It turns out it's quite hard to compile an RR playlist, let alone write about these choices, when 50% of the recommendations make you want to leap out of the desk chair and dance your socks off. Such was the admittedly pleasurable difficulty of working through last week's nightclub theme. Still, at least I have nicely toned calf and foot muscles now from all the tapping along. I promise I won't allow this week's theme, violence and fighting, to have such a visceral effect on me.

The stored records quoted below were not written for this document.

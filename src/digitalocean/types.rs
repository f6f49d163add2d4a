//! Wire types of the DigitalOcean v1 API.

use chrono::{DateTime, Utc};
use serde::{Deserialize, Serialize};

use crate::resource::{Placement, ReferenceEntry, Resource, ResourceFlags, ResourceId};

/// Status DigitalOcean reports once a droplet has booted.
pub const STATUS_ACTIVE: &str = "active";

/// Droplet as returned by `droplets/` and `droplets/{id}`.
///
/// The create endpoint returns a partial droplet, so every field except the
/// id defaults when absent.
#[derive(Clone, Debug, Deserialize, Eq, PartialEq)]
pub struct Droplet {
    /// Droplet identifier.
    pub id: u64,
    /// Droplet name.
    #[serde(default)]
    pub name: String,
    /// Image the droplet was built from.
    #[serde(default)]
    pub image_id: u64,
    /// Size identifier.
    #[serde(default)]
    pub size_id: u64,
    /// Region identifier.
    #[serde(default)]
    pub region_id: u64,
    /// Whether automatic backups are enabled.
    #[serde(default)]
    pub backups_active: bool,
    /// Public IPv4 address.
    #[serde(default)]
    pub ip_address: Option<String>,
    /// Private IPv4 address.
    #[serde(default)]
    pub private_ip_address: Option<String>,
    /// True while an event is being processed.
    #[serde(default)]
    pub locked: bool,
    /// Raw status string; empty on freshly created droplets.
    #[serde(default)]
    pub status: String,
    /// Creation time.
    #[serde(default)]
    pub created_at: Option<DateTime<Utc>>,
}

impl From<Droplet> for Resource {
    fn from(droplet: Droplet) -> Self {
        let status = if droplet.status.is_empty() {
            String::from("new")
        } else {
            droplet.status
        };
        Self {
            id: ResourceId(droplet.id),
            name: droplet.name,
            flags: ResourceFlags {
                locked: droplet.locked,
                running: status == STATUS_ACTIVE,
                frozen: false,
            },
            status: status.into(),
            public_ip: droplet.ip_address.filter(|ip| !ip.is_empty()),
            created_at: droplet.created_at,
            placement: Placement::Droplet {
                region_id: droplet.region_id,
                size_id: droplet.size_id,
                image_id: droplet.image_id,
            },
        }
    }
}

#[derive(Debug, Deserialize)]
pub(super) struct DropletList {
    pub(super) droplets: Vec<Droplet>,
}

#[derive(Debug, Deserialize)]
pub(super) struct SingleDroplet {
    pub(super) droplet: Droplet,
}

/// Acknowledgement of an asynchronous droplet event.
#[derive(Clone, Copy, Debug, Default, Deserialize, Eq, PartialEq)]
pub struct EventAck {
    /// Identifier of the queued event, when reported.
    #[serde(default)]
    pub event_id: Option<u64>,
}

/// Entry of the region, size, or image catalogue.
#[derive(Clone, Debug, Deserialize, Eq, PartialEq)]
pub struct CatalogueEntry {
    /// Numeric identifier.
    pub id: u64,
    /// Display name.
    pub name: String,
    /// Short machine name, when the catalogue has one.
    #[serde(default)]
    pub slug: Option<String>,
    /// Distribution family (images only).
    #[serde(default)]
    pub distribution: Option<String>,
}

impl From<CatalogueEntry> for ReferenceEntry {
    fn from(entry: CatalogueEntry) -> Self {
        Self::new(entry.id, entry.name)
    }
}

#[derive(Debug, Deserialize)]
pub(super) struct Catalogue {
    #[serde(alias = "regions", alias = "sizes", alias = "images")]
    pub(super) entries: Vec<CatalogueEntry>,
}

/// Parameters for `droplets/new`.
#[derive(Clone, Debug, Eq, PartialEq, Serialize)]
pub struct DropletSpec {
    /// Name of the new droplet.
    pub name: String,
    /// Size identifier.
    pub size_id: u64,
    /// Image identifier.
    pub image_id: u64,
    /// Region identifier.
    pub region_id: u64,
    /// SSH key to install.
    #[serde(rename = "ssh_key_ids", skip_serializing_if = "Option::is_none")]
    pub ssh_key_id: Option<u64>,
}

It says a lot about me – an indie freak at the height of rave, an incompetent lindy-hopper and a 1960s soul enthusiast – that I almost didn't acknowledge the past 20 years of dance music in the nightclub top 10. I've tried not to be too partisan with this week's B-list, although I suspect many will think I haven't tried hard enough. I'll begin with Amos Milburn's irrepressible Chicken Shack Boogie and Danny and the Juniors' twitchy At the Hop, add in the High Hatters' excellent version of Ten Cents a Dance (I'd only heard Ruth Etting's take before, but think I prefer this), pause a moment to mourn the absence of Louis Armstrong, Benny Goodman, Count Basie et al, and move swiftly on: to Jonathan Richman's I Was Dancing in a Lesbian Bar, Grace Jones's Nightclubbing, Steel Pulse's Sound System, Bonobo's Nightlife, Shirley and Company's wonderful Shame Shame Shame, and Roxy Music's Dance Away, the last song to fall off the playlist. To close: it's got to be Chic's Le Freak. Ultimately, it seemed to me that the story behind the song made this fit the theme, rather than the lyrics. And that didn't seem quite right for the column.
If I thanked everyone individually for their sterling efforts to expand my list of irresistible dancing songs, we'd be here until Christmas. So I'll just give a quick nod to webcore again for the joy that is Sugar Pie de Santo's Soulful Dress, and also for the reminder that it's time to invest in some music by Koko Taylor. And, on another tack, thanks to ejaydee for the introduction to I'm a Flirt: who'd have thought that R Kelly and Broken Social Scene would complement each other so beautifully?
And so to this week's theme, violence and fighting. It's another from Dorian Lynskey's theme mega-list; chiefly, though, it attracted my attention because of last week's involving blog discussion about bullying, boxing and martial arts. I don't think we want songs about the organised violence of war here (in any case, war has already been a theme), although mass outbreaks of fighting in a riot would work well. And a murder ballad will need more than a single shot being fired to count.
Deadline is midday Monday; please don't post more than one-third of a song's lyrics. Thankfully, the A-Z, RR archive and Overspill blog are too polite for fisticuffs: they're just muttering invective at each other instead.